START Data in this exercise
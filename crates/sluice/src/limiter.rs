use std::io::Read;
use std::sync::{Arc, Mutex, MutexGuard, PoisonError, Weak};
use std::time::Instant;

use sluice_bucket::{Clock, TokenBucket};
use tokio::io::AsyncRead;

use crate::async_reader::AsyncThrottledReader;
use crate::clock::TokioClock;
use crate::config::{BandwidthConfig, LimitSpec, invalid};
use crate::error::Result;
use crate::reader::ThrottledReader;
use crate::sleep::ThreadSleeper;

/// Factory for throttled readers sharing one global bucket.
///
/// Every wrapped stream gets a fresh local bucket built from the current
/// local limit. [`reload`](Self::reload) pushes new limits into the shared
/// bucket and into the local bucket of every reader still alive.
///
/// Bucket origins and the sync readers' instants both come from
/// [`TokioClock`].
#[derive(Debug)]
pub struct Limiter {
    shared: Arc<TokenBucket>,
    local:  Mutex<LocalBuckets>,
}

#[derive(Debug)]
struct LocalBuckets {
    spec: LimitSpec,
    live: Vec<Weak<TokenBucket>>,
}

impl Limiter {
    pub fn new(config: &BandwidthConfig) -> Result<Self> {
        config.validate()?;
        let shared = config.shared.build(TokioClock.now()).map_err(invalid("shared"))?;

        Ok(Self {
            shared: Arc::new(shared),
            local:  Mutex::new(LocalBuckets {
                spec: config.local,
                live: Vec::new(),
            }),
        })
    }

    pub fn wrap<R: Read>(&self, source: R) -> Result<ThrottledReader<R, TokioClock>> {
        let local = self.local_bucket(TokioClock.now())?;
        Ok(ThrottledReader::with_parts(
            source,
            local,
            Arc::clone(&self.shared),
            TokioClock,
            ThreadSleeper,
        ))
    }

    pub fn wrap_async<R: AsyncRead + Unpin>(&self, source: R) -> Result<AsyncThrottledReader<R>> {
        let local = self.local_bucket(TokioClock.now())?;
        Ok(AsyncThrottledReader::new(source, local, Arc::clone(&self.shared)))
    }

    /// Apply new limits to the shared bucket, to every live local bucket and
    /// to readers wrapped from now on.
    ///
    /// The whole config is validated before any bucket changes.
    pub fn reload(&self, config: &BandwidthConfig) -> Result<()> {
        config.validate()?;

        config.shared.apply(&self.shared).map_err(invalid("shared"))?;

        let mut local = self.lock();
        local.spec = config.local;
        local.live.retain(|bucket| bucket.strong_count() > 0);
        for bucket in local.live.iter().filter_map(Weak::upgrade) {
            config.local.apply(&bucket).map_err(invalid("local"))?;
        }

        tracing::debug!(
            local_rate = config.local.rate,
            shared_rate = config.shared.rate,
            readers = local.live.len(),
            "bandwidth limits reloaded"
        );
        Ok(())
    }

    pub fn shared(&self) -> &Arc<TokenBucket> { &self.shared }

    /// Number of wrapped readers whose local bucket is still alive.
    pub fn live_readers(&self) -> usize {
        self.lock()
            .live
            .iter()
            .filter(|bucket| bucket.strong_count() > 0)
            .count()
    }

    fn local_bucket(&self, now: Instant) -> Result<Arc<TokenBucket>> {
        let mut local = self.lock();
        let bucket = Arc::new(local.spec.build(now).map_err(invalid("local"))?);
        local.live.retain(|bucket| bucket.strong_count() > 0);
        local.live.push(Arc::downgrade(&bucket));
        Ok(bucket)
    }

    fn lock(&self) -> MutexGuard<'_, LocalBuckets> {
        self.local.lock().unwrap_or_else(PoisonError::into_inner)
    }
}

#[cfg(test)]
mod tests {
    use super::*;
    use crate::ConfigError;
    use std::time::Duration;

    fn config(local_rate: f64, shared_rate: f64) -> BandwidthConfig {
        BandwidthConfig::new(
            LimitSpec::new(local_rate, 100),
            LimitSpec::new(shared_rate, 1000),
        )
    }

    #[test]
    fn test_wrap_pairs_local_with_shared() {
        let limiter = Limiter::new(&config(10.0, 100.0)).unwrap();
        let first = limiter.wrap(&b""[..]).unwrap();
        let second = limiter.wrap(&b""[..]).unwrap();

        assert!(Arc::ptr_eq(first.shared(), limiter.shared()));
        assert!(Arc::ptr_eq(second.shared(), limiter.shared()));
        assert!(!Arc::ptr_eq(first.local(), second.local()));
        assert_eq!(first.local().capacity(), 100);
    }

    #[test]
    fn test_live_readers_tracks_drops() {
        let limiter = Limiter::new(&config(10.0, 100.0)).unwrap();
        let first = limiter.wrap(&b""[..]).unwrap();
        let second = limiter.wrap(&b""[..]).unwrap();
        assert_eq!(limiter.live_readers(), 2);

        drop(first);
        assert_eq!(limiter.live_readers(), 1);
        drop(second);
        assert_eq!(limiter.live_readers(), 0);
    }

    #[test]
    fn test_reload_updates_live_and_future_buckets() {
        let limiter = Limiter::new(&config(10.0, 100.0)).unwrap();
        let existing = limiter.wrap(&b""[..]).unwrap();

        limiter.reload(&config(4.0, 50.0)).unwrap();

        assert_eq!(existing.local().fill_interval(), Duration::from_millis(250));
        assert_eq!(limiter.shared().fill_interval(), Duration::from_millis(20));

        let fresh = limiter.wrap(&b""[..]).unwrap();
        assert_eq!(fresh.local().fill_interval(), Duration::from_millis(250));
    }

    #[test]
    fn test_reload_rejects_invalid_config_untouched() {
        let limiter = Limiter::new(&config(10.0, 100.0)).unwrap();
        let existing = limiter.wrap(&b""[..]).unwrap();

        let err = limiter.reload(&config(10.0, -1.0)).unwrap_err();
        assert!(matches!(err, ConfigError::Invalid { section: "shared", .. }));
        assert_eq!(limiter.shared().fill_interval(), Duration::from_millis(10));
        assert_eq!(existing.local().fill_interval(), Duration::from_millis(100));
    }

    #[tokio::test(start_paused = true)]
    async fn test_sync_reader_follows_paused_clock() {
        let limiter = Limiter::new(&config(1.0, 1000.0)).unwrap();
        let mut reader = limiter.wrap(&b"x"[..]).unwrap();

        tokio::time::advance(Duration::from_secs(3600)).await;

        let mut buf = [0u8; 1];
        assert_eq!(reader.read(&mut buf).unwrap(), 1);

        // A full bucket of 100 paid for the byte without any debt.
        let now = TokioClock.now();
        assert_eq!(reader.local().take(now, 99), Duration::ZERO);
        assert_eq!(reader.local().take(now, 1), Duration::from_secs(1));
    }

    #[test]
    fn test_new_rejects_invalid_config() {
        let err = Limiter::new(&config(f64::NAN, 100.0)).unwrap_err();
        assert!(matches!(err, ConfigError::Invalid { section: "local", .. }));
    }
}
END Data in this exercise
== Exercise description ==
Your response should hold the lines from the first line of the entries above through the line with "use crate::reader::ThrottledReader;", each retyped exactly, and nothing else.

== Response area ==
filename crates/sluice/src/limiter.rs
use std::io::Read;
use std::sync::{Arc, Mutex, MutexGuard, PoisonError, Weak};
use std::time::Instant;

use sluice_bucket::{Clock, TokenBucket};
use tokio::io::AsyncRead;

use crate::async_reader::AsyncThrottledReader;
use crate::clock::TokioClock;
use crate::config::{BandwidthConfig, LimitSpec, invalid};
use crate::error::Result;
use crate::reader::ThrottledReader;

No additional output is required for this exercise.